Cameron touched on a few ideas for accelerating the absorption rate with penalties for sitting on land too long. It is great that he is now discussing solutions, but the ideas need further development. They also need to be incorporated into his broader five equilibrium theory. I have confidence in his brilliance. I’m looking forward to watching him develop his thinking further.
There is discussion here about whether or not there is a housing problem or shortage for those at the higher end of lower end of the income spectrum. Here's a recent paper suggesting there is no lack of supply, at least at the high end.
Where Is the Housing Shortage? Kirk McClure & Alex Schwartz
Thanks for this engaging discussion. Any thoughts re how different generations are affected by housing affordability?

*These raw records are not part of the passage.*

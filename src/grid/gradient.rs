use crate::image::ImageF32;
use crate::types::DepthMap;

type Kernel3 = [[f32; 3]; 3];

const SOBEL_KERNEL_X: Kernel3 = [[-1.0, 0.0, 1.0], [-2.0, 0.0, 2.0], [-1.0, 0.0, 1.0]];
const SOBEL_KERNEL_Y: Kernel3 = [[-1.0, -2.0, -1.0], [0.0, 0.0, 0.0], [1.0, 2.0, 1.0]];

// Sum of |weights| along one axis; divides Sobel responses back to
// units of value-per-pixel-step.
const SOBEL_NORM: f32 = 8.0;

const LAPLACIAN_KERNEL: Kernel3 = [[0.0, 1.0, 0.0], [1.0, -4.0, 1.0], [0.0, 1.0, 0.0]];

// 5-tap binomial approximation of a sigma≈1 Gaussian.
const GAUSS5: [f32; 5] = [1.0 / 16.0, 4.0 / 16.0, 6.0 / 16.0, 4.0 / 16.0, 1.0 / 16.0];

/// Paired x/y gradient fields of one image.
#[derive(Clone, Debug)]
pub struct Grad {
    pub gx: ImageF32,
    pub gy: ImageF32,
}

#[inline]
fn clamp_index(idx: isize, upper: usize) -> usize {
    if upper == 0 {
        return 0;
    }
    if idx < 0 {
        0
    } else if (idx as usize) >= upper {
        upper - 1
    } else {
        idx as usize
    }
}

fn convolve3(l: &ImageF32, kernel: &Kernel3) -> ImageF32 {
    let (w, h) = (l.w, l.h);
    let mut out = ImageF32::new(w, h);
    if w == 0 || h == 0 {
        return out;
    }
    for y in 0..h {
        let y_idx = [y.saturating_sub(1), y, (y + 1).min(h - 1)];
        let dst = out.row_mut(y);
        for (x, dst_px) in dst.iter_mut().enumerate() {
            let x_idx = [x.saturating_sub(1), x, (x + 1).min(w - 1)];
            let mut acc = 0.0f32;
            for (ky, &yy) in y_idx.iter().enumerate() {
                let kernel_row = &kernel[ky];
                for (&xx, &weight) in x_idx.iter().zip(kernel_row.iter()) {
                    acc += l.get(xx, yy) * weight;
                }
            }
            *dst_px = acc;
        }
    }
    out
}

/// Sobel x/y gradients in units of value-per-pixel-step.
pub fn sobel_gradients(l: &ImageF32) -> Grad {
    let mut gx = convolve3(l, &SOBEL_KERNEL_X);
    let mut gy = convolve3(l, &SOBEL_KERNEL_Y);
    for v in gx.data.iter_mut().chain(gy.data.iter_mut()) {
        *v /= SOBEL_NORM;
    }
    Grad { gx, gy }
}

/// Central-difference x/y gradients in units of value-per-pixel-step.
/// Falls back to one-sided differences on the image border.
pub fn central_gradients(l: &ImageF32) -> Grad {
    let (w, h) = (l.w, l.h);
    let mut gx = ImageF32::new(w, h);
    let mut gy = ImageF32::new(w, h);
    for y in 0..h {
        for x in 0..w {
            let xm = clamp_index(x as isize - 1, w);
            let xp = clamp_index(x as isize + 1, w);
            let ym = clamp_index(y as isize - 1, h);
            let yp = clamp_index(y as isize + 1, h);
            let dx = (xp - xm).max(1) as f32;
            let dy = (yp - ym).max(1) as f32;
            gx.set(x, y, (l.get(xp, y) - l.get(xm, y)) / dx);
            gy.set(x, y, (l.get(x, yp) - l.get(x, ym)) / dy);
        }
    }
    Grad { gx, gy }
}

/// Surface gradients `(∂Z/∂x, ∂Z/∂y)` of a depth map, in depth units per
/// physical length unit.
pub fn depth_gradients(depth: &DepthMap) -> Grad {
    let mut grad = sobel_gradients(&depth.data);
    let inv_px = 1.0 / depth.pixel_size.max(f32::EPSILON);
    for v in grad.gx.data.iter_mut().chain(grad.gy.data.iter_mut()) {
        *v *= inv_px;
    }
    grad
}

/// 4-neighbour Laplacian response.
pub fn laplacian(l: &ImageF32) -> ImageF32 {
    convolve3(l, &LAPLACIAN_KERNEL)
}

/// Laplacian of a Gaussian-smoothed image: a band-pass texture response.
pub fn laplacian_of_gaussian(l: &ImageF32) -> ImageF32 {
    laplacian(&gaussian5(l))
}

fn gaussian5(l: &ImageF32) -> ImageF32 {
    let (w, h) = (l.w, l.h);
    let mut horiz = ImageF32::new(w, h);
    for y in 0..h {
        let src = l.row(y);
        let dst = horiz.row_mut(y);
        for (x, dst_px) in dst.iter_mut().enumerate() {
            let mut acc = 0.0f32;
            for (k, &tap) in GAUSS5.iter().enumerate() {
                let idx = clamp_index(x as isize + k as isize - 2, w);
                acc += tap * src[idx];
            }
            *dst_px = acc;
        }
    }
    let mut out = ImageF32::new(w, h);
    for y in 0..h {
        for x in 0..w {
            let mut acc = 0.0f32;
            for (k, &tap) in GAUSS5.iter().enumerate() {
                let idx = clamp_index(y as isize + k as isize - 2, h);
                acc += tap * horiz.get(x, idx);
            }
            out.set(x, y, acc);
        }
    }
    out
}

/// Local variance over a `(2·radius+1)²` sliding window, clamped at borders.
pub fn window_variance(l: &ImageF32, radius: usize) -> ImageF32 {
    let (w, h) = (l.w, l.h);
    let mut out = ImageF32::new(w, h);
    if w == 0 || h == 0 {
        return out;
    }
    let r = radius as isize;
    for y in 0..h {
        for x in 0..w {
            let mut sum = 0.0f64;
            let mut sum_sq = 0.0f64;
            let mut count = 0.0f64;
            for dy in -r..=r {
                let yy = clamp_index(y as isize + dy, h);
                for dx in -r..=r {
                    let xx = clamp_index(x as isize + dx, w);
                    let v = l.get(xx, yy) as f64;
                    sum += v;
                    sum_sq += v * v;
                    count += 1.0;
                }
            }
            let mean = sum / count;
            out.set(x, y, (sum_sq / count - mean * mean).max(0.0) as f32);
        }
    }
    out
}

#[cfg(test)]
mod tests {
    use super::*;
    use approx::assert_relative_eq;

    #[test]
    fn sobel_recovers_linear_ramp_slope() {
        let img = ImageF32::from_fn(8, 8, |x, _| 0.5 * x as f32);
        let grad = sobel_gradients(&img);
        // Interior pixels see the exact slope; borders are clamped.
        for y in 1..7 {
            for x in 1..7 {
                assert_relative_eq!(grad.gx.get(x, y), 0.5, epsilon = 1e-5);
                assert_relative_eq!(grad.gy.get(x, y), 0.0, epsilon = 1e-5);
            }
        }
    }

    #[test]
    fn central_difference_matches_analytic_slope() {
        let img = ImageF32::from_fn(10, 10, |x, y| 0.25 * x as f32 - 0.75 * y as f32);
        let grad = central_gradients(&img);
        for y in 0..10 {
            for x in 0..10 {
                assert_relative_eq!(grad.gx.get(x, y), 0.25, epsilon = 1e-5);
                assert_relative_eq!(grad.gy.get(x, y), -0.75, epsilon = 1e-5);
            }
        }
    }

    #[test]
    fn laplacian_of_constant_image_is_zero() {
        let img = ImageF32::from_fn(6, 6, |_, _| 3.0);
        let lap = laplacian(&img);
        assert!(lap.data.iter().all(|&v| v.abs() < 1e-6));
    }

    #[test]
    fn window_variance_zero_on_flat_nonzero_on_edge() {
        let flat = ImageF32::from_fn(9, 9, |_, _| 0.4);
        assert!(window_variance(&flat, 2).data.iter().all(|&v| v < 1e-9));

        let step = ImageF32::from_fn(9, 9, |x, _| if x < 4 { 0.0 } else { 1.0 });
        let var = window_variance(&step, 2);
        assert!(var.get(4, 4) > 0.1);
    }
}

I agree with much of what you say about rents/income being a more relevant measure for assessing affordability, and the point that because demand putting upward pressure on these ratios, we can’t just increase Q and expect to improve them, I think price/income is particularly relevant for first home buyers who are struggling to save their deposit (especially in NZ where finance on a sub-20% deposit is almost impossible to obtain).
Separately, and not really relevant but a big concern (to me 🥴), high interest rates are a real killer for those that have recently entered the housing market —> disproportionately bearing the brunt of the monetary policy mood.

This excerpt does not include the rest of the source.